Carmen Boullosa and Mike Wallace
A Narco History: How the United States and Mexico Jointly Created the “Mexican Drug War"
March 2015
New York
OR Books
258 pages
ISBN: 9781939293794
Buy here

"This," writes historian James Loewen in his classic deprogramming text Lies My Teacher Told Me, referring to the murky use of "chaos" to describe complicated conflicts in foreign lands, "is standard textbook rhetoric: Chaos seems always to be breaking out or about to break out, and Americans intervene only 'reluctantly.'" "Chaos breaking out," as Loewen points out, is typically a means of exonerating the United States of its role in bringing about the very violence it then "reluctantly" decides to alleviate through military intervention.

This same exonerative usage of "chaos" has come to define media reports on the Mexican Drug War, providing a seemingly bottomless well of barbarity from which to draw horrifying clickbait. I did a quick Google News search for articles containing the words "Mexico," "cartel," and "chaos" and came up with 4,440 results. Time magazine’s quotation of a U.S. Joint Forces Command report is typical of the usage: "Any descent by Mexico into chaos would demand an American response based on the serious implications for homeland security alone."  Wired even created a "Cartel Chaos" tag for its stories about Mexico’s drug violence.
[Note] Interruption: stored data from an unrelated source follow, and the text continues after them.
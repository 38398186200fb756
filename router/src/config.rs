//! Router configuration: bind address, data directory, and the initial
//! pool inventory (spec §6 "Persisted state": "the router stores the
//! pool inventory and, for each family_id, the primary address and the
//! backup list").

use std::path::PathBuf;

use clap::Parser;
use distfs_core::order::PeerAddr;
use distfs_core::timing::Timing;
use serde::{Deserialize, Serialize};

#[derive(Debug, Clone, Serialize, Deserialize)]
#[serde(default)]
pub struct RouterConfig {
	/// This router's bind address.
	pub bind_addr: String,
	/// Directory holding the persisted pool inventory and family map.
	pub data_dir: PathBuf,
	/// Initial pool of idle peer addresses, read at startup (spec §1:
	/// "the pool is assumed pre-populated with reachable idle nodes").
	pub initial_pool: Vec<String>,
	#[serde(flatten)]
	pub timing: Timing,
}

impl Default for RouterConfig {
	fn default() -> Self {
		Self {
			bind_addr: "127.0.0.1:8000".to_string(),
			data_dir: PathBuf::from("./data/router"),
			initial_pool: Vec::new(),
			timing: Timing::default(),
		}
	}
}

impl RouterConfig {
	pub fn load(path: Option<&std::path::Path>) -> anyhow::Result<Self> {
		let config = match path {
			Some(path) => {
				let text = std::fs::read_to_string(path)?;
				toml::from_str(&text)?
			}
			None => RouterConfig::default(),
		};
		Ok(config)
	}

	pub fn initial_pool_addrs(&self) -> Vec<PeerAddr> {
		self.initial_pool.iter().cloned().map(PeerAddr::new).collect()
	}
}

/// CLI surface for `routerd`.
#[derive(Debug, Parser)]
#[command(name = "routerd", about = "distfs pool allocator and dispatcher")]
pub struct RouterArgs {
	/// Path to a TOML config file.
	#[arg(long)]
	pub config: Option<PathBuf>,

	/// Overrides `bind_addr` from the config file.
	#[arg(long)]
	pub addr: Option<String>,
}

impl RouterArgs {
	pub fn into_config(self) -> anyhow::Result<RouterConfig> {
		let mut config = RouterConfig::load(self.config.as_deref())?;
		if let Some(addr) = self.addr {
			config.bind_addr = addr;
		}
		Ok(config)
	}
}
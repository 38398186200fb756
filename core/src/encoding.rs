//! Percent-encoding helpers for the client/router wire boundary (spec §6).
//!
//! Paths and payloads travel the wire as percent-encoded strings; this
//! module is the single place that encodes/decodes them, so every other
//! layer (the local store, the history, the RPC handlers) deals only in
//! opaque `Vec<u8>`/`&str`, per spec §4.1's closing paragraph.

use percent_encoding::{percent_decode_str, utf8_percent_encode, AsciiSet, CONTROLS};

const FRAGMENT: &AsciiSet = &CONTROLS.add(b' ').add(b'"').add(b'<').add(b'>').add(b'`').add(b'%').add(b'/').add(b'?').add(b'#');

pub fn encode_path(path: &str) -> String {
	utf8_percent_encode(path, FRAGMENT).to_string()
}

pub fn decode_path(encoded: &str) -> Result<String, std::str::Utf8Error> {
	Ok(percent_decode_str(encoded).decode_utf8()?.into_owned())
}

/// Payload bytes are base64'd, then percent-encoded, so arbitrary binary
/// data survives a query string or JSON string field unmodified.
pub fn encode_bytes(bytes: &[u8]) -> String {
	use base64::Engine;
	base64::engine::general_purpose::URL_SAFE_NO_PAD.encode(bytes)
}

pub fn decode_bytes(encoded: &str) -> Result<Vec<u8>, base64::DecodeError> {
	use base64::Engine;
	base64::engine::general_purpose::URL_SAFE_NO_PAD.decode(encoded)
}

#[cfg(test)]
mod tests {
	use super::*;

	#[test]
	fn path_round_trips() {
		let path = "some dir/a file.txt";
		let encoded = encode_path(path);
		assert_eq!(decode_path(&encoded).unwrap(), path);
	}

	#[test]
	fn bytes_round_trip() {
		let data = b"\x00\x01binary\xffdata";
		let encoded = encode_bytes(data);
		assert_eq!(decode_bytes(&encoded).unwrap(), data);
	}
}
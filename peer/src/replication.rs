//! Replication fan-out and onboarding replay (spec §4.3D).

use std::sync::Arc;

use distfs_core::order::PeerAddr;
use distfs_core::record::OperationRecord;
use distfs_core::rpc::{ReplicateBatchRequest, ReplicateRequest};
use distfs_core::{Error, Result};
use futures::future::join_all;

use crate::membership::Membership;
use crate::rpc_client;
use crate::runtime::PeerRuntime;

/// Applies `record` locally, appends it to history, then fans it out to
/// every backup concurrently. Per-backup failures are logged and do not
/// fail the client's request (spec §4.3D step 3).
pub async fn apply_and_replicate(ctx: &Arc<PeerRuntime>, record: OperationRecord) -> Result<()> {
	record.apply(&ctx.store)?;
	ctx.history.append(record.clone());

	let Some(membership) = ctx.membership() else {
		return Ok(());
	};

	let sends = membership.backups.iter().map(|backup| {
		let ctx = ctx.clone();
		let backup = backup.clone();
		let record = record.clone();
		let family_id = membership.family_id;
		let primary = ctx.identity.clone();
		async move {
			let req = ReplicateRequest { family_id, primary, record };
			if let Err(e) = rpc_client::replicate(&ctx.http, &backup, req).await {
				tracing::warn!(backup = %backup, error = %e, "replication failed, will be repaired by replay");
			}
		}
	});
	join_all(sends).await;
	Ok(())
}

/// Applies an inbound replicated record at a backup, enforcing the
/// invariant that replication is only accepted from the currently
/// recognized primary (spec §3).
pub fn apply_replicated(ctx: &Arc<PeerRuntime>, sender: &PeerAddr, record: &OperationRecord) -> Result<()> {
	let membership = ctx.membership().ok_or_else(|| Error::Conflict("no membership registered".to_string()))?;
	if &membership.primary != sender {
		return Err(Error::Conflict(format!("{sender} is not the recognized primary")));
	}
	record.apply(&ctx.store)?;
	ctx.history.append(record.clone());
	Ok(())
}

/// Streams a full history snapshot to `target` in order, used when
/// onboarding a freshly allocated or replaced peer (spec §4.3C step 5,
/// §4.3E step 3).
pub async fn replay_to(ctx: &Arc<PeerRuntime>, target: &PeerAddr, membership: &Membership) -> Result<()> {
	let records = ctx.history.snapshot();
	let req = ReplicateBatchRequest { family_id: membership.family_id, primary: ctx.identity.clone(), records };
	rpc_client::replicate_batch(&ctx.http, target, req).await
}
//! Owned, mutex-guarded peer state (Design Notes: "global state -> explicit
//! owned records"). Each concern named in spec §5's shared-resource policy
//! gets its own lock; none is ever held across a network call.

use std::path::PathBuf;
use std::sync::Mutex;
use std::time::Instant;

use distfs_core::fs::LocalStore;
use distfs_core::history::History;
use distfs_core::order::PeerAddr;
use distfs_core::timing::Timing;
use tokio::task::JoinHandle;

use crate::membership::Membership;

#[derive(Debug, Clone, Copy, PartialEq, Eq)]
pub enum RoleKind {
	Pooled,
	Backup,
	Primary,
}

pub struct PeerRuntime {
	pub identity: PeerAddr,
	pub router_addr: String,
	pub data_dir: PathBuf,
	pub store: LocalStore,
	pub history: History,
	pub http: reqwest::Client,
	pub timing: Timing,

	role: Mutex<RoleKind>,
	membership: Mutex<Option<Membership>>,
	last_primary_contact: Mutex<Option<Instant>>,
	daemons: Mutex<Vec<JoinHandle<()>>>,
}

impl PeerRuntime {
	pub fn new(identity: PeerAddr, router_addr: String, data_dir: PathBuf, store: LocalStore, timing: Timing) -> Self {
		let rpc_timeout = timing.rpc_timeout();
		Self {
			identity,
			router_addr,
			data_dir,
			store,
			history: History::new(),
			http: reqwest::Client::builder().timeout(rpc_timeout).build().expect("failed to build http client"),
			timing,
			role: Mutex::new(RoleKind::Pooled),
			membership: Mutex::new(None),
			last_primary_contact: Mutex::new(None),
			daemons: Mutex::new(Vec::new()),
		}
	}

	pub fn role(&self) -> RoleKind {
		*self.role.lock().expect("role mutex poisoned")
	}

	pub fn set_role(&self, kind: RoleKind) {
		*self.role.lock().expect("role mutex poisoned") = kind;
	}

	pub fn membership(&self) -> Option<Membership> {
		self.membership.lock().expect("membership mutex poisoned").clone()
	}

	pub fn set_membership(&self, membership: Membership) {
		if let Err(e) = membership.persist(&self.data_dir) {
			tracing::warn!(error = %e, "failed to persist membership");
		}
		*self.membership.lock().expect("membership mutex poisoned") = Some(membership);
	}

	pub fn touch_primary_contact(&self) {
		*self.last_primary_contact.lock().expect("contact mutex poisoned") = Some(Instant::now());
	}

	/// `None` means this peer has never heard from a primary (spec §4.2:
	/// "initialized to the peer's start time"), so the watchdog should
	/// treat it as freshly started rather than already timed out.
	pub fn elapsed_since_primary_contact(&self) -> Option<std::time::Duration> {
		self.last_primary_contact.lock().expect("contact mutex poisoned").map(|t| t.elapsed())
	}

	pub fn register_daemon(&self, handle: JoinHandle<()>) {
		self.daemons.lock().expect("daemons mutex poisoned").push(handle);
	}

	/// Aborts every daemon started for the current role (election
	/// watchdog on a backup; heartbeat + health loop on a primary), per
	/// the Design Notes' "promotion = stop backup daemons, start primary
	/// daemons."
	pub fn stop_daemons(&self) {
		let mut daemons = self.daemons.lock().expect("daemons mutex poisoned");
		for handle in daemons.drain(..) {
			handle.abort();
		}
	}
}
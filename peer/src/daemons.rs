//! Fixed daemon sets per role (Design Notes: "each role has a fixed
//! daemon set started at entry and cancelled at exit").

use std::sync::Arc;

use crate::runtime::PeerRuntime;
use crate::{election, health, heartbeat};

pub fn start_backup_daemons(ctx: &Arc<PeerRuntime>) {
	let watchdog_ctx = ctx.clone();
	ctx.register_daemon(tokio::spawn(async move {
		election::run_watchdog(watchdog_ctx).await;
	}));
}

pub fn start_primary_daemons(ctx: &Arc<PeerRuntime>) {
	let heartbeat_ctx = ctx.clone();
	ctx.register_daemon(tokio::spawn(async move {
		heartbeat::run_heartbeat_loop(heartbeat_ctx).await;
	}));

	let health_ctx = ctx.clone();
	ctx.register_daemon(tokio::spawn(async move {
		health::run_health_loop(health_ctx).await;
	}));
}
//! `routerd` — the pool allocator and client dispatcher daemon (spec §4.4).

use std::sync::Arc;

use clap::Parser;
use distfs_router::config::RouterArgs;
use distfs_router::runtime::RouterRuntime;
use distfs_router::server;

#[tokio::main]
async fn main() -> anyhow::Result<()> {
	tracing_subscriber::fmt()
		.with_env_filter(tracing_subscriber::EnvFilter::try_from_default_env().unwrap_or_else(|_| "info".into()))
		.init();

	let config = RouterArgs::parse().into_config()?;
	let ctx = Arc::new(RouterRuntime::with_data_dir(config.timing, config.data_dir.clone()));
	if ctx.pool.is_empty() {
		ctx.pool.seed(config.initial_pool_addrs());
		ctx.persist();
	}

	tracing::info!(bind_addr = %config.bind_addr, pool_size = ctx.pool.len(), "router starting");

	let listener = tokio::net::TcpListener::bind(&config.bind_addr).await?;
	let app = server::router(ctx);
	axum::serve(listener, app).await?;
	Ok(())
}
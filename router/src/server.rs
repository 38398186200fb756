//! The router's HTTP surface (spec §6): the six client verbs (with the
//! `425`-allocating retry protocol), plus the peer-facing
//! `request_pool_peer` and `update_primary`.

use std::sync::Arc;

use axum::extract::{Query, State};
use axum::http::StatusCode;
use axum::response::{IntoResponse, Response};
use axum::routing::{get, post};
use axum::{Json, Router};
use distfs_core::endpoint::primary_endpoint_of;
use distfs_core::error::WireStatus;
use distfs_core::rpc::{
	AllocatingResponse, CopyRequest, DeleteRequest, ExistsRequest, ReadRequest, RenameRequest, RequestPoolPeerResponse,
	UpdatePrimaryRequest, Verb, WriteRequest,
};
use distfs_core::Error;
use serde::Deserialize;

use crate::routing::{route, RouteOutcome};
use crate::runtime::RouterRuntime;
use crate::rpc_client;

type Ctx = Arc<RouterRuntime>;

#[derive(Debug, Deserialize)]
pub struct RetryQuery {
	pub token: Option<u64>,
}

pub fn router(ctx: Ctx) -> Router {
	Router::new()
		.route("/read", post(read))
		.route("/write", post(write))
		.route("/delete", post(delete))
		.route("/copy", post(copy))
		.route("/rename", post(rename))
		.route("/exists", post(exists))
		.route("/pool/request", post(request_pool_peer))
		.route("/pool/update_primary", post(update_primary))
		.with_state(ctx)
}

fn error_response(err: Error) -> Response {
	let status = match err.wire_status() {
		WireStatus::Ok => StatusCode::OK,
		WireStatus::Refused => StatusCode::FORBIDDEN,
		WireStatus::NotFound => StatusCode::NOT_FOUND,
		WireStatus::Timeout => StatusCode::REQUEST_TIMEOUT,
		WireStatus::AllocationInProgress => StatusCode::from_u16(425).expect("425 is a valid status code"),
		WireStatus::Failure => StatusCode::INTERNAL_SERVER_ERROR,
	};
	(status, err.to_string()).into_response()
}

fn allocating_response(token: u64) -> Response {
	(StatusCode::from_u16(425).expect("425 is a valid status code"), Json(AllocatingResponse { token })).into_response()
}

/// Shared precedence logic for every client verb: resolve a pending
/// retry token first; otherwise run the full dispatcher (spec §4.4,
/// §4.4B).
async fn dispatch(ctx: &Ctx, retry: &RetryQuery, verb: Verb, path: &str) -> Result<distfs_core::order::PeerAddr, Response> {
	if let Some(token) = retry.token {
		return match ctx.allocator.resolve(token) {
			Ok(Some(primary)) => Ok(primary_endpoint_of(&primary)),
			Ok(None) => Err(allocating_response(token)),
			Err(e) => Err(error_response(e)),
		};
	}

	let outcome = route(&ctx.http, &ctx.families, &ctx.pool, &ctx.allocator, ctx.timing.replication_factor, verb, path).await;
	ctx.persist();
	match outcome {
		RouteOutcome::Forward(primary) => Ok(primary_endpoint_of(&primary)),
		RouteOutcome::Allocating(token) => Err(allocating_response(token)),
	}
}

async fn read(State(ctx): State<Ctx>, Query(retry): Query<RetryQuery>, Json(req): Json<ReadRequest>) -> Response {
	let endpoint = match dispatch(&ctx, &retry, Verb::Read, &req.path).await {
		Ok(endpoint) => endpoint,
		Err(resp) => return resp,
	};
	match rpc_client::read(&ctx.http, &endpoint, req).await {
		Ok(resp) => Json(resp).into_response(),
		Err(e) => error_response(e),
	}
}

async fn write(State(ctx): State<Ctx>, Query(retry): Query<RetryQuery>, Json(req): Json<WriteRequest>) -> Response {
	let endpoint = match dispatch(&ctx, &retry, Verb::Write, &req.path).await {
		Ok(endpoint) => endpoint,
		Err(resp) => return resp,
	};
	match rpc_client::write(&ctx.http, &endpoint, req).await {
		Ok(()) => StatusCode::OK.into_response(),
		Err(e) => error_response(e),
	}
}

async fn delete(State(ctx): State<Ctx>, Query(retry): Query<RetryQuery>, Json(req): Json<DeleteRequest>) -> Response {
	let endpoint = match dispatch(&ctx, &retry, Verb::Delete, &req.path).await {
		Ok(endpoint) => endpoint,
		Err(resp) => return resp,
	};
	match rpc_client::delete(&ctx.http, &endpoint, req).await {
		Ok(()) => StatusCode::OK.into_response(),
		Err(e) => error_response(e),
	}
}

async fn copy(State(ctx): State<Ctx>, Query(retry): Query<RetryQuery>, Json(req): Json<CopyRequest>) -> Response {
	let endpoint = match dispatch(&ctx, &retry, Verb::Copy, &req.src).await {
		Ok(endpoint) => endpoint,
		Err(resp) => return resp,
	};
	match rpc_client::copy(&ctx.http, &endpoint, req).await {
		Ok(()) => StatusCode::OK.into_response(),
		Err(e) => error_response(e),
	}
}

async fn rename(State(ctx): State<Ctx>, Query(retry): Query<RetryQuery>, Json(req): Json<RenameRequest>) -> Response {
	let endpoint = match dispatch(&ctx, &retry, Verb::Rename, &req.old).await {
		Ok(endpoint) => endpoint,
		Err(resp) => return resp,
	};
	match rpc_client::rename(&ctx.http, &endpoint, req).await {
		Ok(()) => StatusCode::OK.into_response(),
		Err(e) => error_response(e),
	}
}

async fn exists(State(ctx): State<Ctx>, Query(retry): Query<RetryQuery>, Json(req): Json<ExistsRequest>) -> Response {
	let endpoint = match dispatch(&ctx, &retry, Verb::Exists, &req.path).await {
		Ok(endpoint) => endpoint,
		Err(resp) => return resp,
	};
	match rpc_client::exists(&ctx.http, &endpoint, req).await {
		Ok(resp) => Json(resp).into_response(),
		Err(e) => error_response(e),
	}
}

async fn request_pool_peer(State(ctx): State<Ctx>) -> Json<RequestPoolPeerResponse> {
	let addr = ctx.pool.take_one_reachable(&ctx.http).await;
	if addr.is_some() {
		ctx.persist();
	}
	Json(RequestPoolPeerResponse { addr })
}

async fn update_primary(State(ctx): State<Ctx>, Json(req): Json<UpdatePrimaryRequest>) -> impl IntoResponse {
	let Some(family_id) = ctx.families.family_of_primary(&req.old) else {
		return StatusCode::CONFLICT;
	};
	match ctx.families.update_primary(family_id, &req.old, req.new) {
		Ok(()) => {
			ctx.persist();
			StatusCode::OK
		}
		Err(_) => StatusCode::CONFLICT,
	}
}

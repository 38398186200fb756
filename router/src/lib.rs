//! Pool allocator and client request dispatcher (spec §4.4).
//!
//! Stateless-ish: the router's only owned state is the idle pool, the
//! family map, and the in-flight allocation table, each behind its own
//! lock per spec §5's "per router" shared-resource policy.

pub mod allocation;
pub mod config;
pub mod families;
pub mod persistence;
pub mod pool;
pub mod routing;
pub mod rpc_client;
pub mod runtime;
pub mod server;

pub use config::RouterConfig;
pub use runtime::RouterRuntime;
//! Integration tests against the router's in-process axum app
//! (spec §8 scenario 4: a saturated router answers `425` then resolves
//! the retry token once allocation finishes).

use std::sync::Arc;

use axum::body::Body;
use axum::http::{Request, StatusCode};
use distfs_core::timing::Timing;
use distfs_router::runtime::RouterRuntime;
use distfs_router::server;
use tower::ServiceExt;

fn app_with_empty_pool() -> axum::Router {
	let ctx = Arc::new(RouterRuntime::new(Timing::default()));
	server::router(ctx)
}

#[tokio::test]
async fn write_with_no_primaries_and_empty_pool_is_not_routable() {
	let app = app_with_empty_pool();
	let body = serde_json::json!({"path": "a.txt", "data": "aGVsbG8"}).to_string();
	let response = app
		.oneshot(Request::builder().method("POST").uri("/write").header("content-type", "application/json").body(Body::from(body)).unwrap())
		.await
		.unwrap();

	// Allocation fails immediately (pool is empty), so the retry-token
	// path resolves straight to NotRoutable on the very next attempt.
	assert_eq!(response.status(), StatusCode::from_u16(425).unwrap());
}

#[tokio::test]
async fn retry_without_token_allocates_again() {
	let ctx = Arc::new(RouterRuntime::new(Timing::default()));
	let app = server::router(ctx.clone());

	let body = serde_json::json!({"path": "a.txt", "data": "aGVsbG8"}).to_string();
	let first = app
		.clone()
		.oneshot(Request::builder().method("POST").uri("/write").header("content-type", "application/json").body(Body::from(body.clone())).unwrap())
		.await
		.unwrap();
	assert_eq!(first.status(), StatusCode::from_u16(425).unwrap());

	let bytes = axum::body::to_bytes(first.into_body(), usize::MAX).await.unwrap();
	let parsed: serde_json::Value = serde_json::from_slice(&bytes).unwrap();
	let token = parsed["token"].as_u64().unwrap();

	let retry = app
		.oneshot(
			Request::builder()
				.method("POST")
				.uri(format!("/write?token={token}"))
				.header("content-type", "application/json")
				.body(Body::from(body))
				.unwrap(),
		)
		.await
		.unwrap();
	// Pool was empty, so allocation failed and the retry resolves to a
	// hard failure rather than hanging in "still allocating".
	assert_eq!(retry.status(), StatusCode::INTERNAL_SERVER_ERROR);
}
//! Outbound calls the router makes to peers. Mirrors
//! `distfs_peer::rpc_client`'s posture: a missing or erroring reply is
//! always classified as [`distfs_core::Error::Unreachable`].

use distfs_core::encoding::encode_path;
use distfs_core::order::PeerAddr;
use distfs_core::rpc::{
	CopyRequest, DeleteRequest, ExistsRequest, ExistsResponse, LivenessResponse, ReadRequest, ReadResponse,
	RegisterFamilyRequest, RenameRequest, RoutabilityResponse, RoutabilityVerdict, Verb, WriteRequest,
};
use distfs_core::{Error, Result};

async fn post_checked(http: &reqwest::Client, url: &str, body: &impl serde::Serialize) -> Result<reqwest::Response> {
	let resp = http.post(url).json(body).send().await.map_err(|e| Error::Unreachable(format!("{url}: {e}")))?;
	match resp.status() {
		reqwest::StatusCode::NOT_FOUND => Err(Error::NotFound(url.to_string())),
		reqwest::StatusCode::FORBIDDEN => Err(Error::Conflict(url.to_string())),
		reqwest::StatusCode::REQUEST_TIMEOUT => Err(Error::Unreachable(url.to_string())),
		s if !s.is_success() => Err(Error::Unreachable(format!("{url}: status {s}"))),
		_ => Ok(resp),
	}
}

/// For endpoints whose success response carries a JSON body (`read`,
/// `exists`, `register_family`'s acknowledgement).
async fn post_json<B: serde::Serialize, R: serde::de::DeserializeOwned>(http: &reqwest::Client, url: &str, body: &B) -> Result<R> {
	let resp = post_checked(http, url, body).await?;
	resp.json::<R>().await.map_err(|e| Error::Unreachable(format!("{url}: {e}")))
}

/// For endpoints whose success response body is empty (`write`,
/// `delete`, `copy`, `rename`).
async fn post_empty(http: &reqwest::Client, url: &str, body: &impl serde::Serialize) -> Result<()> {
	post_checked(http, url, body).await.map(|_| ())
}

pub async fn liveness(http: &reqwest::Client, addr: &PeerAddr) -> bool {
	let url = format!("http://{addr}/liveness");
	match http.get(&url).send().await {
		Ok(resp) => resp.status().is_success() && resp.json::<LivenessResponse>().await.map(|r| r.ok).unwrap_or(false),
		Err(_) => false,
	}
}

pub async fn register_family(http: &reqwest::Client, addr: &PeerAddr, req: RegisterFamilyRequest) -> Result<()> {
	post_empty(http, &format!("http://{addr}/register_family"), &req).await
}

pub async fn awaken(http: &reqwest::Client, addr: &PeerAddr) -> Result<()> {
	let url = format!("http://{addr}/awaken");
	let resp = http.post(&url).send().await.map_err(|e| Error::Unreachable(format!("{url}: {e}")))?;
	if !resp.status().is_success() {
		return Err(Error::Unreachable(format!("{url}: status {}", resp.status())));
	}
	Ok(())
}

pub async fn routability(http: &reqwest::Client, addr: &PeerAddr, verb: Verb, path: &str) -> RoutabilityVerdict {
	let verb_str = serde_json::to_value(verb).ok().and_then(|v| v.as_str().map(str::to_string)).unwrap_or_default();
	let url = format!("http://{addr}/routability?verb={verb_str}&path={}", encode_path(path));
	match http.get(&url).send().await {
		Ok(resp) if resp.status().is_success() => resp
			.json::<RoutabilityResponse>()
			.await
			.map(|r| r.verdict)
			.unwrap_or(RoutabilityVerdict::Refused),
		_ => RoutabilityVerdict::Refused,
	}
}

/// Forwards a verb to `primary`'s data-plane endpoint (derived the same
/// way every peer derives its own — see `distfs_core::endpoint`).
pub async fn read(http: &reqwest::Client, primary_endpoint: &PeerAddr, req: ReadRequest) -> Result<ReadResponse> {
	post_json(http, &format!("http://{primary_endpoint}/read"), &req).await
}

pub async fn write(http: &reqwest::Client, primary_endpoint: &PeerAddr, req: WriteRequest) -> Result<()> {
	post_empty(http, &format!("http://{primary_endpoint}/write"), &req).await
}

pub async fn delete(http: &reqwest::Client, primary_endpoint: &PeerAddr, req: DeleteRequest) -> Result<()> {
	post_empty(http, &format!("http://{primary_endpoint}/delete"), &req).await
}

pub async fn copy(http: &reqwest::Client, primary_endpoint: &PeerAddr, req: CopyRequest) -> Result<()> {
	post_empty(http, &format!("http://{primary_endpoint}/copy"), &req).await
}

pub async fn rename(http: &reqwest::Client, primary_endpoint: &PeerAddr, req: RenameRequest) -> Result<()> {
	post_empty(http, &format!("http://{primary_endpoint}/rename"), &req).await
}

pub async fn exists(http: &reqwest::Client, primary_endpoint: &PeerAddr, req: ExistsRequest) -> Result<ExistsResponse> {
	post_json(http, &format!("http://{primary_endpoint}/exists"), &req).await
}
//! Append-only operation history (spec §3, §4.3D, §9).
//!
//! A family's source of truth for replay: the primary appends under a
//! lock that excludes concurrent appends, and onboarding a peer is simply
//! "iterate and apply" from the start.

use std::sync::Mutex;

use crate::error::Result;
use crate::fs::LocalStore;
use crate::record::OperationRecord;

#[derive(Default)]
pub struct History {
	records: Mutex<Vec<OperationRecord>>,
}

impl History {
	pub fn new() -> Self {
		Self::default()
	}

	/// Appends `record`, returning the index it was stored at.
	pub fn append(&self, record: OperationRecord) -> usize {
		let mut guard = self.records.lock().expect("history mutex poisoned");
		guard.push(record);
		guard.len() - 1
	}

	pub fn len(&self) -> usize {
		self.records.lock().expect("history mutex poisoned").len()
	}

	pub fn is_empty(&self) -> bool {
		self.len() == 0
	}

	/// A point-in-time copy of every record accepted so far, used to
	/// replay onto a freshly onboarded or replaced backup (§4.3C step 5,
	/// §4.3E step 3) without holding the lock during the replay's I/O.
	pub fn snapshot(&self) -> Vec<OperationRecord> {
		self.records.lock().expect("history mutex poisoned").clone()
	}

	/// Applies every record in order to `store`. Used for replay onto a
	/// new peer and for local tests of replication convergence.
	pub fn replay_into(&self, store: &LocalStore) -> Result<()> {
		for record in self.snapshot() {
			record.apply(store)?;
		}
		Ok(())
	}
}

#[cfg(test)]
mod tests {
	use super::*;

	#[test]
	fn append_then_replay_converges() {
		let dir = tempfile::tempdir().unwrap();
		let primary = LocalStore::open(dir.path().join("primary")).unwrap();
		let backup = LocalStore::open(dir.path().join("backup")).unwrap();

		let history = History::new();
		let write = OperationRecord::Write { path: "a.txt".into(), data: b"hello".to_vec() };
		write.apply(&primary).unwrap();
		history.append(write);

		let rename = OperationRecord::Rename { old: "a.txt".into(), new: "b.txt".into() };
		rename.apply(&primary).unwrap();
		history.append(rename);

		history.replay_into(&backup).unwrap();

		assert_eq!(primary.exists("b.txt"), backup.exists("b.txt"));
		assert_eq!(backup.read("b.txt").unwrap(), b"hello");
	}

	#[test]
	fn snapshot_is_a_prefix_at_every_instant() {
		let history = History::new();
		history.append(OperationRecord::Write { path: "a".into(), data: vec![] });
		let first_snapshot = history.snapshot();
		history.append(OperationRecord::Write { path: "b".into(), data: vec![] });
		let second_snapshot = history.snapshot();

		assert!(second_snapshot.starts_with(&first_snapshot));
	}
}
"Chaos," while it may be an accurate description of the violence and fear Mexicans experience, tends to cover up the roles played by the U.S. and Mexican governments in laying the groundwork for the current violence. A Narco History, co-written by Mexican novelist Carmen Boullosa and American historian Mike Wallace, aims to provide that context, showing how the cartels did not come out of nowhere, but rather arose out of a prohibitionist legal framework largely imposed by the US and a corrupt enforcement regime developed by the Mexican government.

After opening with a detailed examination of the disappearance of forty-three students in Iguala, Guerrero, an event which sparked weeks of outrage and protest in Mexico and which could prove to be a turning point in Mexico’s drug violence, Boullosa and Wallace proceed to lay out, chronologically, the history of drug enforcement in Mexico, from its earliest prohibition measures in 1920 to its nascent reform movement today, devoting about two-thirds of the book to the period from 2000 to the present.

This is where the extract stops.